“On my last day of work, I went to the Social Security office, asking for some guidance,” recalls Joseph. He never spoke to an expert; instead, he says, he was handed a couple of forms to complete. He researched his Medicare handbook, which noted that “current” employees didn’t need to apply for Medicare. Since he continued to get monthly severance checks that deducted Medicare taxes and he was allowed to continue buying health insurance through the same carrier for the 18 months, he thought he could wait to join Medicare. He was wrong.
Medicare no longer considered him a “current” employee and said he should have enrolled within eight months of his layoff, not 18 months later. As a result, for the rest of his life, Joseph may have to pay extra on his monthly Medicare premium (10 percent for each year he delayed enrollment after his job ended). Even worse, Joseph will be without any insurance for a year. Under Medicare rules, he has to wait until the next open enrollment period, beginning in January, to sign up, and coverage won’t begin until July.

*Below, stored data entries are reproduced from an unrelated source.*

/// Distributes `avail` pixels: fixed columns first, 1 px per internal
/// separator, the remainder split by weight with independent rounding.
pub fn column_layout(columns: &[Column], avail: f32) -> SmallVec<[f32; 8]> {
    let separators = columns.len().saturating_sub(1) as f32 * SEPARATOR_WIDTH;
    let fixed: f32 = columns
        .iter()
        .filter_map(|c| match c.width {
            ColumnWidth::Fixed(w) => Some(w),
            ColumnWidth::Relative(_) => None,
        })
        .sum();
    let weight_total: f32 = columns
        .iter()
        .filter_map(|c| match c.width {
            ColumnWidth::Relative(w) => Some(w),
            ColumnWidth::Fixed(_) => None,
        })
        .sum();
    let remaining = (avail - separators - fixed).max(0.0);
    columns
        .iter()
        .map(|c| match c.width {
            ColumnWidth::Fixed(w) => w,
            ColumnWidth::Relative(weight) => {
                if weight_total > 0.0 {
                    (remaining * weight / weight_total).round()
                } else {
                    0.0
                }
            }
        })
        .collect()
}

/// Left edge of each column given the layout widths.
pub fn column_offsets(widths: &[f32]) -> SmallVec<[f32; 8]> {
    let mut out = SmallVec::new();
    let mut x = 0.0;
    for w in widths {
        out.push(x);
        x += w + SEPARATOR_WIDTH;
    }
    out
}

/// Flat read adapter over tabular data.
pub trait TableModel {
    fn row_count(&self) -> usize;
    fn cell(&self, row: usize, column: usize) -> String;
}

/// In-memory table model for fixtures and small tables.
pub struct VecTableModel {
    rows: RefCell<Vec<Vec<String>>>,
}
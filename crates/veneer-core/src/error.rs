use thiserror::Error;

use crate::StyleKind;

#[derive(Debug, Clone, PartialEq, Error)]
pub enum StyleError {
    #[error("unknown style key `{0}`")]
    UnknownKey(String),
    #[error("style key `{key}` expects {expected:?}, got {got:?}")]
    TypeMismatch {
        key: &'static str,
        expected: StyleKind,
        got: StyleKind,
    },
    #[error("cannot decode `{text}` as {expected:?} for style key `{key}`")]
    Decode {
        key: &'static str,
        expected: StyleKind,
        text: String,
    },
}

/// Aggregate failure from applying a string-keyed style sheet; successful
/// entries stay applied.
#[derive(Debug, Clone, PartialEq, Error)]
#[error("style sheet rejected {} entries", errors.len())]
pub struct SheetError {
    pub errors: Vec<(String, StyleError)>,
}
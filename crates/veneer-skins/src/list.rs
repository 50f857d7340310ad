//! Flat list view skin: uniform rows, hover highlight that fades in, single
//! selection. Also serves as the popup body of the list button, which is
//! why the style store sits behind a shared handle: the button delegates
//! its `list_*` keys here.

use std::cell::RefCell;
use std::rc::Rc;

use web_time::{Duration, Instant};

use veneer_core::{
    Affects, Canvas, ColorRole, Component, Easing, FontRole, Key, KeyEvent, Measure,
    PointerButton, PointerEvent, PointerPhase, Rect, StyleDefault, StyleKey, StyleStore, Vec2,
};

use crate::{Skin, SkinCtx, bind_component, require_installed};

static STYLE_KEYS: &[StyleKey] = &[
    StyleKey::font("list_font", Affects::Layout, FontRole::Base),
    StyleKey::scalar("list_padding", Affects::Layout, 3.0),
    StyleKey::color(
        "list_background_color",
        Affects::Paint,
        StyleDefault::ThemeColor(ColorRole::Surface),
    ),
    StyleKey::color(
        "list_text_color",
        Affects::Paint,
        StyleDefault::ThemeColor(ColorRole::OnSurface),
    ),
    StyleKey::color(
        "list_selection_color",
        Affects::Paint,
        StyleDefault::ThemeColor(ColorRole::SelectionBg),
    ),
    StyleKey::color(
        "list_selection_text_color",
        Affects::Paint,
        StyleDefault::ThemeColor(ColorRole::SelectionFg),
    ),
    StyleKey::color(
        "list_highlight_color",
        Affects::Paint,
        StyleDefault::ThemeColor(ColorRole::HoverBg),
    ),
];

/// Key names a wrapping widget (the list button) forwards to its owned
/// list view's store.
pub static DELEGATED_STYLE_KEYS: &[&str] = &[
    "list_font",
    "list_padding",
    "list_background_color",
    "list_text_color",
    "list_selection_color",
    "list_selection_text_color",
    "list_highlight_color",
];

const HOVER_FADE: Duration = Duration::from_millis(150);

pub struct ListViewSkin {
    ctx: SkinCtx,
    styles: Rc<RefCell<StyleStore>>,
    component: Option<Component>,
    items: Vec<String>,
    selected: Option<usize>,
    hover: Option<usize>,
    hover_since: Option<Instant>,
    on_select: Option<Rc<dyn Fn(usize)>>,
}

impl ListViewSkin {
    pub fn new(ctx: &SkinCtx, items: Vec<String>) -> Self {
        Self {
            ctx: ctx.clone(),
            styles: Rc::new(RefCell::new(StyleStore::new(STYLE_KEYS, &ctx.theme))),
            component: None,
            items,
            selected: None,
            hover: None,
            hover_since: None,
            on_select: None,
        }
    }

    /// Shared store handle, for style delegation by a wrapping widget.
    pub fn styles_handle(&self) -> Rc<RefCell<StyleStore>> {
        self.styles.clone()
    }

    pub fn items(&self) -> &[String] {
        &self.items
    }

    pub fn set_items(&mut self, items: Vec<String>) {
        self.items = items;
        self.selected = None;
        self.hover = None;
        if let Some(c) = &self.component {
            c.invalidate();
        }
    }

    pub fn selected(&self) -> Option<usize> {
        self.selected
    }

    pub fn set_selected(&mut self, index: Option<usize>) {
        if let Some(i) = index {
            assert!(
                i < self.items.len(),
                "list index {i} out of bounds ({} items)",
                self.items.len()
            );
        }
        if self.selected != index {
            self.selected = index;
            if let Some(c) = &self.component {
                c.repaint();
            }
        }
    }

    pub fn on_select(&mut self, cb: impl Fn(usize) + 'static) {
        self.on_select = Some(Rc::new(cb));
    }

    pub fn row_height(&self) -> f32 {
        let styles = self.styles.borrow();
        let font = styles.font("list_font");
        self.ctx.ruler.line_height(&font) + 2.0 * styles.scalar("list_padding")
    }

    fn row_at(&self, p: Vec2) -> Option<usize> {
        if p.y < 0.0 {
            return None;
        }
        let row = (p.y / self.row_height()) as usize;
        (row < self.items.len()).then_some(row)
    }

    fn pick(&mut self, index: usize) {
        self.selected = Some(index);
        if let Some(cb) = &self.on_select {
            cb(index);
        }
        if let Some(c) = &self.component {
            c.repaint();
        }
    }

    /// Hover fade-in factor in `[0, 1]`, eased over elapsed hover time.
    fn hover_strength(&self) -> f32 {
        let Some(since) = self.hover_since else {
            return 1.0;
        };
        let elapsed = self.ctx.timers.now().saturating_duration_since(since);
        let t = elapsed.as_secs_f32() / HOVER_FADE.as_secs_f32();
        Easing::EaseOut.interpolate(t)
    }
}

impl Measure for ListViewSkin {
    fn preferred_width(&self, given_height: Option<f32>) -> f32 {
        require_installed(&self.component, "list view");
        let _ = given_height;
        let styles = self.styles.borrow();
        let font = styles.font("list_font");
        let pad = styles.scalar("list_padding");
        self.items
            .iter()
            .map(|item| self.ctx.ruler.advance(item, &font) + 2.0 * pad)
            .fold(0.0, f32::max)
    }

    fn preferred_height(&self, given_width: Option<f32>) -> f32 {
        require_installed(&self.component, "list view");
        let _ = given_width;
        self.row_height() * self.items.len() as f32
    }
}

impl Skin for ListViewSkin {
    fn install(&mut self, component: Component) {
        bind_component(&mut self.component, component, "list view");
        let component = self.component.clone().expect("just installed");
        self.styles.borrow_mut().attach(&component);
    }

    fn uninstall(&mut self) {
        self.styles.borrow_mut().detach();
        self.hover = None;
        self.hover_since = None;
        if self.component.take().is_some() {
            log::debug!("list view skin uninstalled");
        }
    }

    fn component(&self) -> &Component {
        require_installed(&self.component, "list view")
    }

    fn paint(&mut self, canvas: &mut Canvas) {
        let b = Rect::from_size(self.component().bounds().size());
        let styles = self.styles.borrow();
        canvas.fill_rect(b, styles.color("list_background_color"));

        let row_h = self.row_height();
        if row_h <= 0.0 {
            return;
        }
        let font = styles.font("list_font");
        let pad = styles.scalar("list_padding");
        let clip = canvas.clip_bounds().intersect(b);
        let first = (clip.y / row_h).floor().max(0.0) as usize;
        let last = ((clip.bottom() / row_h).ceil() as usize).min(self.items.len());

        for i in first..last {
            let y = i as f32 * row_h;
            let strip = Rect::new(0.0, y, b.w, row_h);
            let mut fg = styles.color("list_text_color");
            if self.selected == Some(i) {
                canvas.fill_rect(strip, styles.color("list_selection_color"));
                fg = styles.color("list_selection_text_color");
            } else if self.hover == Some(i) {
                let base = styles.color("list_highlight_color");
                let alpha = (base.3 as f32 * self.hover_strength()) as u8;
                canvas.fill_rect(strip, base.with_alpha(alpha));
            }
            canvas.text(Vec2::new(pad, y + pad), self.items[i].clone(), &font, fg);
        }
    }

    fn on_pointer(&mut self, ev: &PointerEvent) {
        if !self.component().enabled() {
            return;
        }
        match ev.phase {
            PointerPhase::Enter | PointerPhase::Move => {
                let hover = self.row_at(ev.position);
                if self.hover != hover {
                    self.hover = hover;
                    self.hover_since = hover.map(|_| self.ctx.timers.now());
                    self.component().repaint();
                }
            }
            PointerPhase::Leave => {
                if self.hover.take().is_some() {
                    self.hover_since = None;
                    self.component().repaint();
                }
            }
            PointerPhase::Down(PointerButton::Primary) => {
                if let Some(row) = self.row_at(ev.position) {
                    self.pick(row);
                }
            }
            _ => {}
        }
    }

    fn on_key(&mut self, ev: &KeyEvent) {
        if self.items.is_empty() {
            return;
        }
        let last = self.items.len() - 1;
        match ev.key {
            Key::ArrowUp => self.pick(self.selected.map_or(0, |s| s.saturating_sub(1))),
            Key::ArrowDown => self.pick(self.selected.map_or(0, |s| (s + 1).min(last))),
            Key::Home => self.pick(0),
            Key::End => self.pick(last),
            _ => {}
        }
    }
}

#[cfg(test)]
mod tests {
    use super::*;
    use crate::testutil::Fixture;
    use std::cell::Cell;

    fn items() -> Vec<String> {
        vec!["ares".into(), "boreas".into(), "calypso".into()]
    }

    fn skin(fx: &Fixture) -> ListViewSkin {
        let mut s = ListViewSkin::new(&fx.ctx, items());
        s.install(fx.component(Rect::new(0.0, 0.0, 120.0, 200.0)));
        s
    }

    #[test]
    fn click_selects_and_fires() {
        let fx = Fixture::new();
        let mut s = skin(&fx);
        let seen = Rc::new(Cell::new(usize::MAX));
        let seen2 = seen.clone();
        s.on_select(move |i| seen2.set(i));

        let row_h = s.row_height();
        s.on_pointer(&PointerEvent::new(
            PointerPhase::Down(PointerButton::Primary),
            Vec2::new(10.0, 1.5 * row_h),
        ));
        assert_eq!(s.selected(), Some(1));
        assert_eq!(seen.get(), 1);
    }

    #[test]
    fn hover_fades_in_over_time() {
        let fx = Fixture::new();
        let mut s = skin(&fx);
        let row_h = s.row_height();
        s.on_pointer(&PointerEvent::new(
            PointerPhase::Move,
            Vec2::new(10.0, 0.5 * row_h),
        ));
        let early = s.hover_strength();
        fx.clock.advance(Duration::from_millis(75));
        let mid = s.hover_strength();
        fx.clock.advance(Duration::from_millis(200));
        let late = s.hover_strength();
        assert!(early < mid && mid < late);
        assert_eq!(late, 1.0);
    }

    #[test]
    fn keyboard_walks_the_list() {
        let fx = Fixture::new();
        let mut s = skin(&fx);
        s.on_key(&KeyEvent::new(Key::ArrowDown));
        assert_eq!(s.selected(), Some(0));
        s.on_key(&KeyEvent::new(Key::ArrowDown));
        assert_eq!(s.selected(), Some(1));
        s.on_key(&KeyEvent::new(Key::End));
        assert_eq!(s.selected(), Some(2));
        s.on_key(&KeyEvent::new(Key::ArrowDown)); // pinned at the end
        assert_eq!(s.selected(), Some(2));
    }

    #[test]
    fn preferred_width_is_the_widest_item() {
        let fx = Fixture::new();
        let mut s = skin(&fx);
        let w = s.preferred_width(None);
        s.set_items(vec!["a".into(), "a much much longer entry".into()]);
        assert!(s.preferred_width(None) > w);
        assert_eq!(s.preferred_height(None), 2.0 * s.row_height());
    }

    #[test]
    #[should_panic(expected = "out of bounds")]
    fn selecting_past_the_end_is_fatal() {
        let fx = Fixture::new();
        let mut s = skin(&fx);
        s.set_selected(Some(9));
    }
}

Joseph is not alone. “We’re seeing various people who delayed enrollment into Medicare for various reasons,” says Frederic Riccardi, director of programs and outreach at the Medicare Rights Center, a nonprofit group that helps people with Medicare disputes.
Part of the problem is due to the absence of what most Americans used to see as a simple dividing line: On or about their 65th birthdays, they were expected to stop working, become eligible for full Social Security benefits and sign up for Medicare. Now that a growing number of people work past 65, and the age threshold for collecting full Social Security benefits is 66 and climbing, the transition period is less clear.
To avoid mistakes, here are five tips to help you navigate Medicare.
1. You must sign up for Medicare when you turn 65.
The only exceptions are for people already receiving Social Security benefits — in which case you’ll be automatically enrolled — or are employed (or whose spouse is) and getting health insurance through work.
“We will not be knocking on people’s doors to come in to file,” says Steve Richardson, deputy regional communications director for the Social Security’s office in Boston.
You can start signing up — online, via a toll-free telephone number or in person at a local Social Security office (make an appointment first) — three months before your 65th birthday. You have an additional three months after your birthday month to apply before penalties kick in.
If you hold off because you (or your spouse) are employed and covered by a company plan, you have eight months to enroll after the employment ceases.